Pour améliorer tout cela, le rapport Kervasdoué préconise de mettre en place une agence, baptisée "Medical France", chargée de promouvoir et organiser la prise en charge de ces patients. Il recommande également le développement de sociétés privées de "conciergerie médicale" capables d'organiser le séjour de A à Z : de l'arrivée à l'aéroport jusqu'à l'organisation, si nécessaire, d'un séjour à l'hôtel pendant la période de suivi.

Mais le principal frein est d'ordre "culturel". En France, on est très attaché à l'égalité d'accès aux soins. Or, beaucoup craignent que l'accueil de ces patients, plutôt riches, se fasse au détriment des autres.

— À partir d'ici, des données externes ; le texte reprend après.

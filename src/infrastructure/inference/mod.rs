// Copyright (c) 2025 Kirky.X
//
// Licensed under the MIT License
// See LICENSE file in the project root for full license information.

/// 推理模块
///
/// 提供与本地Ollama桥接端点交互的HTTP客户端实现
pub mod ollama_client;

La publication de ce rapport a suscité une levée de boucliers de la part de beaucoup de soignants du public qui y voient la menace d'une médecine à deux vitesses. Pour Jean de Kervasdoué, ces craintes sont infondées parce que ces éventuels patients n'auraient aucun passe-droit, ils seraient traités comme les autres. La seule différence : ils paieront plus. On a envie d'y croire mais on peut imaginer qu'un patient qui par exemple fait le voyage depuis les Etats-Unis pour se faire opérer dans un de nos hôpitaux préfèrera choisir un médecin qui a une activité libérale et ce sera sans doute tentant pour certains d'entre eux de privilégier ces patients très solvables. On revient donc au problème de l'activité libérale à l'hôpital utilisée comme un coupe-file.

Est-on en mesure d'accueillir des patients supplémentaires ?

On parle souvent de nos hôpitaux au bord de l'asphyxie. Quand on est à peine capable de faire face à une épidémie de grippe, on peut se poser la question. La grande différence, c'est qu'il ne s'agit pas de soins urgents, ce sont des opérations planifiées longtemps à l'avance et il y a tout de même beaucoup de spécialités pour lesquelles il n'y a pas de liste d'attente dans nos hôpitaux.

Il faut relativiser, on ne va pas assister à un déferlement de "touristes médicaux" en France. Le rapport évalue à 1% au maximum la proportion de patients étrangers que l'on pourrait accueillir d'ici dix ans et il est précisé que cela ne peut pas se faire sans investir en hommes et en moyens, ce qui peut aussi bénéficier aux patients français. Les associations de patients n'y sont pas opposées, à condition de poser des garde-fous. Quant aux ministres concernés, ils ont annoncé avoir mis en place un groupe de travail sur la question, ce qui est rarement le signe d'une volonté politique farouche.